Steve Jobs and His Legacy of Inspiration


Steve Jobs 1955-2011, courtesy of apple.comSteve Jobs 1955-2011, courtesy of


You’ve probably already read a lot of posts like this one today and will no doubt read many more. I haven’t read any yet, as I wanted to collect my thoughts on the sad death of Steve Jobs before reading any others. Like many of us, I was shocked at the news I read when I first woke up this morning — and like many of us again, I read it in a way that would not have been possible five years ago, on a device that Jobs helped to create.

I saw my first Macintosh computer in 1990, at my first proper job. I left school at 18, tired of education, and started in a career that utilised one of my strongest subjects, Maths. I was a trainee accountant. The apprenticeship involved moving around the various departments of a large company, learning more and more about numbers – none of it stuck in my head. The only part of the job I can remember is from when I was in the marketing department. In amongst the regular suits was this one guy, maybe a couple of years older than me. He didn’t wear a suit, or even a tie. He had a beige computer which at first glance seemed like all the others in the office, except for the giant screen, which was in full colour.

His job was to produce all the marketing reports for the directors. He would take all the boring numbers and fact and figures, which meant nothing to me, and turn them into pretty charts and tables. He could even put pictures in the documents and everything. To someone who was used to computers like the BBC Micro or Commodore 64, it was like a kind of magic. It was at this point that I realised I made a bad career choice and subsequently started making plans to go to college the following year and do something more creative with my life.

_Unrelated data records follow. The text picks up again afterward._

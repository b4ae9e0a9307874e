//! Shared helpers for store tests.

use chrono::{DateTime, TimeZone, Utc};

use crate::NetworkStore;

/// Fixed reference instant so seed timestamps are deterministic.
pub fn fixed_now() -> DateTime<Utc> {
    Utc.with_ymd_and_hms(2026, 8, 1, 12, 0, 0).unwrap()
}

/// A store seeded with the standard mock dataset.
pub fn test_store() -> NetworkStore {
    NetworkStore::seeded(fixed_now())
}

Once I had found a place to study, I was given a “holiday” project from the college — to make something that told them “all about me,” and I managed to convince my employers to let me use the big Mac after work hours to do it. So I taught myself how to lay out pages in QuarkXpress, endlessly fiddling with fonts and borders, then printed them out using a LaserWriter onto paper that I’d already drawn or painted on or intended to stick stuff to in a very naïve college kind of way.

When I got to college, my mind was blown so many more times by products from (and inspired by) the company co-founded by Steve Jobs (even if he wasn’t actually working there at the time). I created a HyperCard stack on an original Mac classic with its 9 inch black and white screen, amazed by the simplicity of it: just add a button here and clicking it will take you there. A tutor gave us a demo of an early version of PhotoShop (2, I think) and it was just like the scene from Blade Runner where Deckard zooms in and pans around the photo. I made a silly little animation using photos taken with a QuickTake 100, and processed them using Photoshop and Macromedia Director.

Every project I did during my three years at college used a Mac in one way or another. Title cards for my photographs were set in Futura using Quark. Credits for my videos were filmed off of a computer screen. Another animation used hundreds of frames of video, imported into Premiere, converted to black and white and printed out, before being coloured in and re-animated using a rostrum camera. The possibilities seemed endless.

After graduating, I got a job in the marketing department of a software reseller, producing the same kinds of materials that inspired me to change jobs. Then the web came along and I got to design the company’s website – and yes, there were lots of bevels, patterns and drop-shadows, all done by hand though as there weren’t any filters to do it for you back then! After this I was hooked and got a job as a web designer for the BBC. At the time they were mostly PC only, and I remember how uncomfortable I felt using one. I kept finding excuses to use the big Quadra they had around for video work — “but there’s no PC software to make animated gifs” or “this PC doesn’t have the nice font I want.” I lobbied and badgered my bosses for ages to get me a Mac — reasoning that productivity would increase and support costs would decrease. Eventually I won and from then on all the new designers were given Macs by default. It was several years until one actually requested a PC. We made him sit on the other side of the room.

Our design team grew from two of us to nearly 20 at our peak and we were constantly creating award-winning and engaging websites for people of all ages, from toddlers upwards. And I like to think it was partly made possible by Apple and Steve Jobs.

He inspired his designers and engineers to build amazing computers. Those computers inspired programmers to create amazing software. That software enabled people to create a wealth of art, design, product, information, and interactivity. All of these are then used by others to create their own memories and so on.

Apple is still doing that today, and will no doubt do it for a long time to come. This is what I think Steve Jobs’s legacy will be, inspiring and encouraging others to be creative. Thank you for that, Steve.